[3121] in WWW Security List Archive
Bloomingdales security?
daemon@ATHENA.MIT.EDU (John Lehmann (SSASyd))
Mon Sep 30 23:06:30 1996
From: "John Lehmann (SSASyd)" <LEHMANNJ@saatchi.com.au>
To: "'www-security'" <www-security@ns2.rutgers.edu>
Date: Tue, 01 Oct 96 10:33:00 S
Errors-To: owner-www-security@ns2.rutgers.edu
Well, the bloomingdales site is now online at www.bloomingdales.com
Always interested to see how people are implementing shopping on the web,
I took out my credit card and my modem and nosed around until I found a
nice turquoise "Charisma" towel.
Reassured by the friendly "your Order Form is encrypted using D.E.S and
M.D.5 protocols" I started tapping in my credit card details and poised
with my finger (well - finger substitue, really) over the submit button
(about to increase the foreign debt by $US19.95) until I noticed that the
little key at the bottom left hand corner of the netscape window was
broken.

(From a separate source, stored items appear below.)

//! Fixed timestep driver
//!
//! Converts variable frame durations supplied by the host into a whole
//! number of fixed simulation ticks. Gameplay timers only ever advance by
//! the tick length, never by wall-clock time.
use std::time::Duration;

/// Default tick length in seconds (60 ticks per second)
pub const FIXED_TIMESTEP: f32 = 1.0 / 60.0;

/// Upper bound on ticks run for a single frame. Time beyond it is dropped.
const MAX_TICKS_PER_FRAME: u32 = 5;

/// Accumulates frame time and hands it back as whole ticks
#[derive(Debug)]
pub struct GameLoop {
    tick: Duration,
    /// Frame time received but not yet simulated
    backlog: Duration,
    paused: bool,
    frames: u64,
    ticks: u64,
}

impl GameLoop {
    pub fn new() -> Self {
        Self::with_timestep(FIXED_TIMESTEP)
    }

    /// Loop with a configured tick length in seconds
    pub fn with_timestep(seconds: f32) -> Self {
        Self {
            tick: Duration::from_secs_f32(seconds.max(f32::EPSILON)),
            backlog: Duration::ZERO,
            paused: false,
            frames: 0,
            ticks: 0,
        }
    }

    /// Feed one frame's elapsed time. Returns how many ticks the host should run now.
    pub fn advance(&mut self, frame_time: Duration) -> u32 {
        self.frames += 1;
        if self.paused {
            return 0;
        }

        self.backlog += frame_time;
        let available = self.backlog.as_nanos() / self.tick.as_nanos();
        let due = available.min(MAX_TICKS_PER_FRAME as u128) as u32;

        if available > due as u128 {
            log::warn!(
                "Simulation falling behind, dropping {:.3}s of frame time",
                (self.backlog - self.tick * due).as_secs_f32()
            );
            self.backlog = Duration::ZERO;
        } else {
            self.backlog -= self.tick * due;
        }

        self.ticks += due as u64;
        due
    }

    /// Tick length in seconds
    pub fn timestep(&self) -> f32 {
        self.tick.as_secs_f32()
    }

    /// Fraction of a tick left in the backlog, for render interpolation
    pub fn alpha(&self) -> f32 {
        self.backlog.as_secs_f32() / self.tick.as_secs_f32()
    }

    pub fn simulated_secs(&self) -> f32 {
        self.ticks as f32 * self.timestep()
    }

    pub fn frame_count(&self) -> u64 {
        self.frames
    }

    pub fn tick_count(&self) -> u64 {
        self.ticks
    }

    pub fn is_paused(&self) -> bool {
        self.paused
    }

    pub fn pause(&mut self) {
        if !self.paused {
            self.paused = true;
            log::info!("Simulation paused");
        }
    }

    /// Resume without replaying the time spent paused
    pub fn resume(&mut self) {
        if self.paused {
            self.paused = false;
            self.backlog = Duration::ZERO;
            log::info!("Simulation resumed");
        }
    }

    pub fn toggle_pause(&mut self) {
        if self.paused {
            self.resume();
        } else {
            self.pause();
        }
    }
}

impl Default for GameLoop {
    fn default() -> Self {
        Self::new()
    }
}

Wondering a little, I had a look at the 'frame info' and found
it a little odd:
"File MIME Type: Currently Unknown
Source: Not cached
...
Security: Status unknown"
Looking back over my trail I decided that there had been no encryption to
this point. (Everything was http:)
I decided to try pretending to be a web-browser, though I'm not very good
at it, and can never remember what headers to supply. At any rate, it
returned the headers:
"Server: Microsoft-Internet-Information-Server/1.0
Content-Type: application/octet-stream
did not encodeContent-type: text/html"
And a bunch of text/html.
Can anyone else find any security at this site? Anyone care to take the
experiment all the way and plug in their credit-card details? Did I miss
something or is this one of the most hopeful examples of
'security-by-assertion' I have ever seen?
--
John 'perhaps it's because I live in australia and cryptography is a
munition' Lehmann